The Plague of 1625 near London.

In the immediate neighbourhood of the capital the parishes on the Kentish chalk below London, such as Deptford, Greenwich, Lewisham, Eltham and Bromley had more plague in 1625 than in 1603. Kensington, for some unknown reason, has 80 deaths from all causes in the register, as against 32 in 1603 and 62 (of plague 25) in 1665. The group of parishes in Middlesex, such as Enfield, Edmonton and Finchley, had each a large number of deaths, but somewhat less than in 1603 and 1665, and the same holds for Hackney and Stoke Newington, Islington and Hampstead. Places up the Thames all the way from Battersea to Windsor were infected, including Wandsworth, Putney, Isleworth, Richmond, Kingston and Hampton Court.

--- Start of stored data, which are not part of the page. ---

pub fn regional_profit(dataset: &Dataset) -> Result<RegionalProfitReport> {
    let by_region = SalesAggregator::group_sum(dataset, &[Dimension::Region]);
    let regions = SalesAggregator::sort_and_limit(&by_region, Measure::Profit, true, None);

    let top_region = regions
        .first()
        .map(|g| g.key_part(0).to_string())
        .ok_or_else(|| DashboardError::EmptyScope("regional profit".to_string()))?;

    let in_region = SalesAggregator::filter_by_set(dataset, Dimension::Region, &[&top_region]);
    let by_state = SalesAggregator::group_sum(in_region, &[Dimension::State]);
    let states = SalesAggregator::sort_and_limit(&by_state, Measure::Profit, true, None);

    Ok(RegionalProfitReport {
        regions,
        top_region,
        states,
    })
}

pub fn top_products(dataset: &Dataset, options: &ViewOptions) -> TopProductsReport {
    let by_product = SalesAggregator::group_sum(dataset, &[Dimension::ProductName]);
    let ranked = SalesAggregator::sort_and_limit(
        &by_product,
        Measure::Profit,
        true,
        Some(options.product_limit),
    );
    let names: Vec<&str> = ranked.iter().map(|g| g.key_part(0)).collect();

    // Re-aggregate the selected products so the detail table is built from
    // the rows themselves rather than the ranking.
    let selected = SalesAggregator::filter_by_set(dataset, Dimension::ProductName, names.as_slice());
    let detail = SalesAggregator::group_sum(selected, &[Dimension::ProductName]);
    let products = SalesAggregator::sort_and_limit(&detail, Measure::Profit, true, None);

    let top_profit = SalesAggregator::sum_groups(&ranked, Measure::Profit);
    let total_profit = dataset.totals().profit;
    let contribution_pct = share_or_warn(top_profit, total_profit, "top products profit");

    TopProductsReport {
        limit: options.product_limit,
        products,
        top_profit,
        total_profit,
        contribution_pct,
    }
}

pub fn category_popularity(dataset: &Dataset) -> Result<CategoryPopularityReport> {
    let pivot = SalesAggregator::pivot_by_pair(
        dataset,
        Dimension::Region,
        Dimension::Category,
        Measure::Revenue,
    );
    let by_pair = SalesAggregator::group_sum(dataset, &[Dimension::Region, Dimension::Category]);
    let leaders = SalesAggregator::top_per_group(&by_pair, Measure::Revenue)?;

    Ok(CategoryPopularityReport {
        pivot,
        breakdown: by_pair.groups().to_vec(),
        leaders,
    })
}

pub fn top_customers(dataset: &Dataset, options: &ViewOptions) -> TopCustomersReport {
    let by_customer = SalesAggregator::group_sum(dataset, &[Dimension::CustomerName]);
    let customers = SalesAggregator::sort_and_limit(
        &by_customer,
        Measure::Revenue,
        true,
        Some(options.customer_limit),
    );

    let top_revenue = SalesAggregator::sum_groups(&customers, Measure::Revenue);
    let total_revenue = dataset.totals().revenue;
    let contribution_pct = share_or_warn(top_revenue, total_revenue, "top customers revenue");

    TopCustomersReport {
        limit: options.customer_limit,
        customers,
        top_revenue,
        total_revenue,
        contribution_pct,
    }
}

pub fn revenue_trend(dataset: &Dataset, options: &ViewOptions) -> RevenueTrendReport {
    let wanted = [options.baseline_year.as_str(), options.compare_year.as_str()];
    let in_scope = SalesAggregator::filter_by_set(dataset, Dimension::Year, &wanted);

    let by_year = SalesAggregator::group_sum(in_scope.iter().copied(), &[Dimension::Year]);
    let mut years = by_year.groups().to_vec();
    years.sort_by(|a, b| a.key_part(0).cmp(b.key_part(0)));

    let (growth_pct, growth_note) = match year_growth(&years, options) {
        Ok(growth) => (Some(growth), None),
        Err(e) => {
            warn!("Revenue growth unavailable: {}", e);
            (None, Some(e.to_string()))
        }
    };

    let by_pair = SalesAggregator::group_sum(
        in_scope.iter().copied(),
        &[Dimension::Year, Dimension::Category],
    );
    let mut breakdown = by_pair.groups().to_vec();
    breakdown.sort_by(|a, b| a.key_part(0).cmp(b.key_part(0)));

    let category_mix = years
        .iter()
        .map(|year| {
            let label = year.key_part(0);
            let total_revenue = year.value(Measure::Revenue);
            let shares = breakdown
                .iter()
                .filter(|g| g.key_part(0) == label)
                .map(|g| CategoryShare {
                    category: g.key_part(1).to_string(),
                    revenue: g.value(Measure::Revenue),
                    share_pct: SalesAggregator::ratio_to_total(
                        g.value(Measure::Revenue),
                        total_revenue,
                    )
                    .ok(),
                })
                .collect();
            YearMix {
                year: label.to_string(),
                total_revenue,
                shares,
            }
        })
        .collect();

    RevenueTrendReport {
        baseline_year: options.baseline_year.clone(),
        compare_year: options.compare_year.clone(),
        years,
        growth_pct,
        growth_note,
        breakdown,
        category_mix,
    }
}

// ── Helpers ───────────────────────────────────────────────────────────────────

fn year_growth(years: &[Group], options: &ViewOptions) -> Result<f64> {
    let revenue_of = |label: &str| {
        years
            .iter()
            .find(|g| g.key_part(0) == label)
            .map(|g| g.value(Measure::Revenue))
            .ok_or_else(|| DashboardError::MissingGroup(format!("year {label}")))
    };
    let baseline = revenue_of(options.baseline_year.as_str())?;
    let current = revenue_of(options.compare_year.as_str())?;
    SalesAggregator::growth_percentage(&options.baseline_year, baseline, current)
}

fn share_or_warn(subset: f64, total: f64, what: &str) -> Option<f64> {
    match SalesAggregator::ratio_to_total(subset, total) {
        Ok(pct) => Some(pct),
        Err(e) => {
            warn!("Share of {} unavailable: {}", what, e);
            None
        }
    }
}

Eton was “visited;” even the sequestered village of Stoke Pogis had houses shut up “by reason of the contagion” and a collection made for their impoverished inmates. Among the Hertfordshire towns to which Londoners resorted in plague-times, Watford is known to have had plague-deaths in 1625. In Essex,—Stratford, Tottenham, Romford and Barking had each a large number of plague-deaths, and, in Surrey, Croydon and Streatham. At Carshalton, oddly enough, the heavy mortality was the year after (1626) “not from plague, but from a disease somewhat akin to it[1028].”